**ABOUT THIS TASK**
Pick each line containing "drawn" out of the records.

******

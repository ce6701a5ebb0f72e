//! Oracle-backed agent and the oracle contract.
//!
//! An oracle is an external scoring function: given a 9-element feature
//! vector describing the board, it produces a 9-element vector of per-cell
//! desirability scores. The trained policies produced by an external search
//! loop plug in here; [`WeightsOracle`] is a simple linear stand-in used for
//! validation and as an example implementation.

use std::fs;
use std::fs::File;
use std::io::Write;
use std::path::Path;

use rand::rngs::StdRng;
use rand::{Rng, SeedableRng};
use serde::{Deserialize, Serialize};

use crate::engine::board::{Board, CELLS};
use crate::engine::game::Agent;

/// An external scoring function for board positions.
///
/// The contract is a single evaluation pass with no side effects outside
/// the call: the adapter resets the oracle, feeds it the feature vector,
/// and reads the per-cell scores. Stateful oracles (e.g. recurrent
/// networks) use [`Oracle::reset`] to clear activation between moves.
pub trait Oracle: Send {
    /// Clear any internal evaluation state from previous calls.
    fn reset(&mut self);

    /// Run one forward evaluation: per-cell occupancy features in, per-cell
    /// desirability scores out.
    fn activate(&mut self, input: &[f64; CELLS]) -> [f64; CELLS];
}

impl<O: Oracle + ?Sized> Oracle for &mut O {
    fn reset(&mut self) {
        (**self).reset()
    }

    fn activate(&mut self, input: &[f64; CELLS]) -> [f64; CELLS] {
        (**self).activate(input)
    }
}

/// Adapter that turns any [`Oracle`] into an [`Agent`].
///
/// Each move: reset the oracle, render the board into features from this
/// agent's own perspective (+1 own cells, -1 opponent cells, 0 empty), run
/// the scoring pass, and play the valid cell with the highest score. Ties
/// keep the first (lowest-index) maximum because only a strictly greater
/// score displaces the current best.
#[derive(Debug)]
pub struct OracleAgent<O: Oracle> {
    oracle: O,
    plays_x: bool,
}

impl<O: Oracle> OracleAgent<O> {
    /// Wrap an oracle playing the given side.
    pub fn new(oracle: O, plays_x: bool) -> Self {
        Self { oracle, plays_x }
    }

    /// Change which side this agent plays (features are perspective-based).
    ///
    /// Lets a harness reuse one adapter for games as X and as O instead of
    /// rebuilding it per side.
    pub fn set_plays_x(&mut self, plays_x: bool) {
        self.plays_x = plays_x;
    }
}

impl<O: Oracle> Agent for OracleAgent<O> {
    fn get_move(&mut self, board: &mut Board) -> u8 {
        self.oracle.reset();

        let mut features = [0.0; CELLS];
        for pos in 0..CELLS as u8 {
            features[pos as usize] = board.square_value(pos, self.plays_x) as f64;
        }

        let scores = self.oracle.activate(&features);

        // Scan all cells, keeping the first strictly-greater maximum among
        // valid ones. On a full board this falls through to the sentinel 9,
        // which the game loop converts to a forfeit; normal play never gets
        // there because the loop halts on the terminal state first.
        let mut best_pos = CELLS as u8;
        let mut best_score = f64::MIN;
        for pos in 0..CELLS as u8 {
            if !board.is_valid(pos) {
                continue;
            }
            let score = scores[pos as usize];
            if best_pos == CELLS as u8 || score > best_score {
                best_pos = pos;
                best_score = score;
            }
        }
        best_pos
    }

    fn name(&self) -> &'static str {
        "oracle"
    }
}

/// A stateless linear policy: `score = features x weights + bias`.
///
/// Serves as a concrete oracle for tests, benchmarks and the evaluation
/// binary, and as the serialization format for externally-searched policies.
#[derive(Debug, Clone, Serialize, Deserialize)]
pub struct WeightsOracle {
    /// `weights[i][j]` is the contribution of input cell `i` to the score
    /// of output cell `j`.
    weights: [[f64; CELLS]; CELLS],
    /// Per-cell score offset.
    bias: [f64; CELLS],
}

impl WeightsOracle {
    /// All-zero policy (every cell scores equally).
    pub fn zeros() -> Self {
        Self {
            weights: [[0.0; CELLS]; CELLS],
            bias: [0.0; CELLS],
        }
    }

    /// Policy with weights and biases drawn uniformly from [-1, 1).
    pub fn random(seed: u64) -> Self {
        let mut rng = StdRng::seed_from_u64(seed);
        let mut oracle = Self::zeros();
        for row in oracle.weights.iter_mut() {
            for w in row.iter_mut() {
                *w = rng.gen_range(-1.0..1.0);
            }
        }
        for b in oracle.bias.iter_mut() {
            *b = rng.gen_range(-1.0..1.0);
        }
        oracle
    }

    /// Policy that always prefers a fixed per-cell score vector, ignoring
    /// the board features. Useful for testing tie-break behavior.
    pub fn from_bias(bias: [f64; CELLS]) -> Self {
        Self {
            weights: [[0.0; CELLS]; CELLS],
            bias,
        }
    }

    /// Load a policy from a JSON file.
    pub fn from_json_file<P: AsRef<Path>>(path: P) -> Result<Self, OracleLoadError> {
        let content =
            fs::read_to_string(path.as_ref()).map_err(|e| OracleLoadError::Io(e.to_string()))?;
        serde_json::from_str(&content).map_err(|e| OracleLoadError::Parse(e.to_string()))
    }

    /// Save the policy to a JSON file.
    pub fn save_json<P: AsRef<Path>>(&self, path: P) -> std::io::Result<()> {
        let json = serde_json::to_string_pretty(self)?;
        let mut file = File::create(path)?;
        file.write_all(json.as_bytes())
    }
}

impl Oracle for WeightsOracle {
    fn reset(&mut self) {
        // Linear policies carry no activation state between calls.
    }

    fn activate(&mut self, input: &[f64; CELLS]) -> [f64; CELLS] {
        let mut output = self.bias;
        for (i, &x) in input.iter().enumerate() {
            if x == 0.0 {
                continue;
            }
            for (j, out) in output.iter_mut().enumerate() {
                *out += x * self.weights[i][j];
            }
        }
        output
    }
}

/// Errors when loading an oracle policy from disk.
#[derive(Debug, Clone)]
pub enum OracleLoadError {
    /// The file could not be read.
    Io(String),
    /// The file content is not a valid policy.
    Parse(String),
}

impl std::fmt::Display for OracleLoadError {
    fn fmt(&self, f: &mut std::fmt::Formatter<'_>) -> std::fmt::Result {
        match self {
            OracleLoadError::Io(msg) => write!(f, "failed to read oracle file: {}", msg),
            OracleLoadError::Parse(msg) => write!(f, "failed to parse oracle file: {}", msg),
        }
    }
}

impl std::error::Error for OracleLoadError {}
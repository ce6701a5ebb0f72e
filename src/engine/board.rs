//! Bit-packed tic-tac-toe board with reversible mutation.
//!
//! The board stores each side's occupancy as a 9-bit mask inside a `u16`,
//! one bit per cell in row-major order:
//!
//! ```text
//!     0  1  2
//!     3  4  5
//!     6  7  8
//! ```
//!
//! Moves are applied with [`Board::make_move`] and exactly reversed with
//! [`Board::unmake_move`], which lets lookahead agents explore hypothetical
//! continuations on the live board without allocating copies. Turn toggling
//! is a separate, explicit operation so the same probing machinery can
//! simulate either side's next move.

/// Number of cells on the board.
pub const CELLS: usize = 9;

/// The eight winning-line masks: three columns, three rows, two diagonals.
///
/// Column 0 = 0b001_001_001 = 73, column 1 = 146, column 2 = 292,
/// row 0 = 0b000_000_111 = 7, row 1 = 56, row 2 = 448,
/// diagonals = 273 and 84.
pub const WIN_LINES: [u16; 8] = [73, 146, 292, 7, 56, 448, 273, 84];

/// Bit-packed mutable game state for a single game of tic-tac-toe.
///
/// A `Board` is created fresh for each game, mutated in place while the
/// game runs, and discarded once the outcome has been read. It is never
/// shared between concurrent games.
///
/// # Caller contract
///
/// `make_move`, `unmake_move` and `square_value` take an unchecked cell
/// index in `0..9`. Playing an occupied cell, unmaking a move that was not
/// the most recent one, or passing an out-of-range index corrupts the state
/// silently. Callers (agents, the game loop) must check [`Board::is_valid`]
/// first; the board does not pay for per-call validation in a routine that
/// runs millions of times during batch scoring.
#[derive(Debug, Clone, PartialEq, Eq)]
pub struct Board {
    /// Cells occupied by X, one bit per cell.
    x_mask: u16,
    /// Cells occupied by O, one bit per cell. Always disjoint from `x_mask`.
    o_mask: u16,
    /// Empty cells left, always `9 - popcount(x_mask | o_mask)`.
    moves_remaining: u16,
    /// Whether X is the side to move next.
    turn_is_x: bool,
}

impl Default for Board {
    fn default() -> Self {
        Self::new()
    }
}

impl Board {
    /// Create an empty board with X to move.
    pub fn new() -> Self {
        Self {
            x_mask: 0,
            o_mask: 0,
            moves_remaining: CELLS as u16,
            turn_is_x: true,
        }
    }

    /// Place a stone for the side to move on cell `pos`.
    ///
    /// Does not flip the turn flag; call [`Board::toggle_turn`] separately.
    /// The caller must have verified `is_valid(pos)`.
    pub fn make_move(&mut self, pos: u8) {
        if self.turn_is_x {
            self.x_mask |= 1 << pos;
        } else {
            self.o_mask |= 1 << pos;
        }
        self.moves_remaining -= 1;
    }

    /// Exact inverse of the most recent [`Board::make_move`] for the same
    /// `pos`: clears the side-to-move's bit and restores the move counter.
    ///
    /// Because `make_move` does not flip the turn flag, a make/unmake pair
    /// with no toggle in between restores the board bit-for-bit.
    pub fn unmake_move(&mut self, pos: u8) {
        if self.turn_is_x {
            self.x_mask &= !(1 << pos);
        } else {
            self.o_mask &= !(1 << pos);
        }
        self.moves_remaining += 1;
    }

    /// Whether cell `pos` is empty.
    pub fn is_valid(&self, pos: u8) -> bool {
        (self.x_mask | self.o_mask) & (1 << pos) == 0
    }

    /// Occupancy of cell `pos` from one side's perspective: +1 if held by
    /// the perspective side, -1 if held by the opponent, 0 if empty.
    ///
    /// Used to render the board into a numeric feature vector for oracle
    /// agents.
    pub fn square_value(&self, pos: u8, perspective_is_x: bool) -> i8 {
        if self.x_mask & (1 << pos) != 0 {
            if perspective_is_x {
                1
            } else {
                -1
            }
        } else if self.o_mask & (1 << pos) != 0 {
            if perspective_is_x {
                -1
            } else {
                1
            }
        } else {
            0
        }
    }

    /// Whether X holds a complete winning line.
    ///
    /// A win is impossible before the fourth move, so the check short-circuits
    /// on the move counter before scanning the line table.
    pub fn has_x_won(&self) -> bool {
        self.moves_remaining <= 6 && WIN_LINES.iter().any(|&line| self.x_mask & line == line)
    }

    /// Whether O holds a complete winning line.
    pub fn has_o_won(&self) -> bool {
        self.moves_remaining <= 6 && WIN_LINES.iter().any(|&line| self.o_mask & line == line)
    }

    /// Whether the board is full. The game loop checks wins first, so a
    /// `true` here with neither side winning is a drawn game.
    pub fn is_draw(&self) -> bool {
        self.moves_remaining == 0
    }

    /// Flip which side moves next.
    ///
    /// Used by the game loop after every accepted move, and by lookahead
    /// agents to simulate the opponent's turn without changing the masks.
    pub fn toggle_turn(&mut self) {
        self.turn_is_x = !self.turn_is_x;
    }

    /// Whether X is the side to move.
    pub fn turn_is_x(&self) -> bool {
        self.turn_is_x
    }

    /// Number of empty cells left.
    pub fn moves_remaining(&self) -> u16 {
        self.moves_remaining
    }

    /// X's occupancy mask (for analysis and tests).
    pub fn x_mask(&self) -> u16 {
        self.x_mask
    }

    /// O's occupancy mask (for analysis and tests).
    pub fn o_mask(&self) -> u16 {
        self.o_mask
    }
}

#[cfg(test)]
mod tests {
    use super::*;
    use rand::rngs::StdRng;
    use rand::{Rng, SeedableRng};

    fn assert_consistent(board: &Board) {
        assert_eq!(
            board.x_mask() & board.o_mask(),
            0,
            "masks must stay disjoint"
        );
        assert_eq!(
            board.moves_remaining(),
            9 - (board.x_mask() | board.o_mask()).count_ones() as u16,
            "move counter must match mask population"
        );
    }

    #[test]
    fn test_fresh_board() {
        let board = Board::new();
        assert!(board.turn_is_x());
        assert_eq!(board.moves_remaining(), 9);
        assert!(!board.has_x_won());
        assert!(!board.has_o_won());
        assert!(!board.is_draw());
        for pos in 0..9 {
            assert!(board.is_valid(pos));
        }
        assert_consistent(&board);
    }

    #[test]
    fn test_invariants_over_random_games() {
        let mut rng = StdRng::seed_from_u64(7);

        for _ in 0..200 {
            let mut board = Board::new();
            while board.moves_remaining() > 0 {
                let pos = loop {
                    let p: u8 = rng.gen_range(0..9);
                    if board.is_valid(p) {
                        break p;
                    }
                };
                board.make_move(pos);
                assert_consistent(&board);
                if board.has_x_won() || board.has_o_won() {
                    break;
                }
                board.toggle_turn();
            }
        }
    }

    #[test]
    fn test_make_unmake_restores_state() {
        let mut rng = StdRng::seed_from_u64(11);

        for _ in 0..50 {
            let mut board = Board::new();
            // Walk to a random depth, probing every legal move along the way.
            for _ in 0..rng.gen_range(0..9) {
                for pos in 0..9 {
                    if !board.is_valid(pos) {
                        continue;
                    }
                    let before = board.clone();
                    board.make_move(pos);
                    board.unmake_move(pos);
                    assert_eq!(board, before);
                }
                let pos = loop {
                    let p: u8 = rng.gen_range(0..9);
                    if board.is_valid(p) {
                        break p;
                    }
                };
                board.make_move(pos);
                board.toggle_turn();
            }
        }
    }

    #[test]
    fn test_win_detection_rows_columns_diagonals() {
        // X takes the top row (cells 0, 1, 2).
        let mut board = Board::new();
        for (x, o) in [(0u8, 3u8), (1, 4)] {
            board.make_move(x);
            board.toggle_turn();
            board.make_move(o);
            board.toggle_turn();
        }
        board.make_move(2);
        assert!(board.has_x_won());
        assert!(!board.has_o_won());

        // O takes the main diagonal (cells 0, 4, 8).
        let mut board = Board::new();
        for (x, o) in [(1u8, 0u8), (2, 4)] {
            board.make_move(x);
            board.toggle_turn();
            board.make_move(o);
            board.toggle_turn();
        }
        board.make_move(5);
        board.toggle_turn();
        board.make_move(8);
        assert!(board.has_o_won());
        assert!(!board.has_x_won());
    }

    #[test]
    fn test_no_win_before_fourth_move() {
        let mut board = Board::new();
        board.make_move(0);
        board.toggle_turn();
        board.make_move(4);
        // Only two stones down: the counter gate is still closed and the
        // win checks short-circuit without scanning the line table.
        assert!(board.moves_remaining() > 6);
        assert!(!board.has_x_won());
        assert!(!board.has_o_won());
    }

    #[test]
    fn test_full_board_without_win_is_draw() {
        // X: 0 1 5 6 7, O: 2 3 4 8 - no line for either side.
        let mut board = Board::new();
        let moves: [(u8, bool); 9] = [
            (0, true),
            (2, false),
            (1, true),
            (3, false),
            (5, true),
            (4, false),
            (6, true),
            (8, false),
            (7, true),
        ];
        for (pos, is_x) in moves {
            while board.turn_is_x() != is_x {
                board.toggle_turn();
            }
            board.make_move(pos);
        }
        assert_eq!(board.moves_remaining(), 0);
        assert!(!board.has_x_won());
        assert!(!board.has_o_won());
        assert!(board.is_draw());
    }

    #[test]
    fn test_square_value_perspectives() {
        let mut board = Board::new();
        board.make_move(0); // X on 0
        board.toggle_turn();
        board.make_move(4); // O on 4
        board.toggle_turn();

        assert_eq!(board.square_value(0, true), 1);
        assert_eq!(board.square_value(0, false), -1);
        assert_eq!(board.square_value(4, true), -1);
        assert_eq!(board.square_value(4, false), 1);
        assert_eq!(board.square_value(8, true), 0);
        assert_eq!(board.square_value(8, false), 0);
    }
}
//! Core game engine: the bit-packed board and the game loop.
//!
//! # Overview
//!
//! The engine owns all mutable game state and the rules for advancing it:
//!
//! 1. [`Board`] packs each side's occupancy into a 9-bit mask and supports
//!    reversible mutation (make/unmake) for allocation-free lookahead.
//! 2. [`Agent`] is the capability every strategy implements: produce a move
//!    given a board.
//! 3. [`play_until_win`] alternates two agents on one board until a win,
//!    draw, or forfeit.
//!
//! A game always terminates within nine moves. Running many games in
//! parallel is safe because each game owns its board exclusively and the
//! winning-line table is read-only process-wide data.

pub mod board;
pub mod game;

// Re-export main types for convenient access
pub use board::{Board, CELLS, WIN_LINES};
pub use game::{play_until_win, Agent, Outcome};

******

**ANSWER AREA**
    /// Policy with weights and biases drawn uniformly from [-1, 1).
    /// `true` here with neither side winning is a drawn game.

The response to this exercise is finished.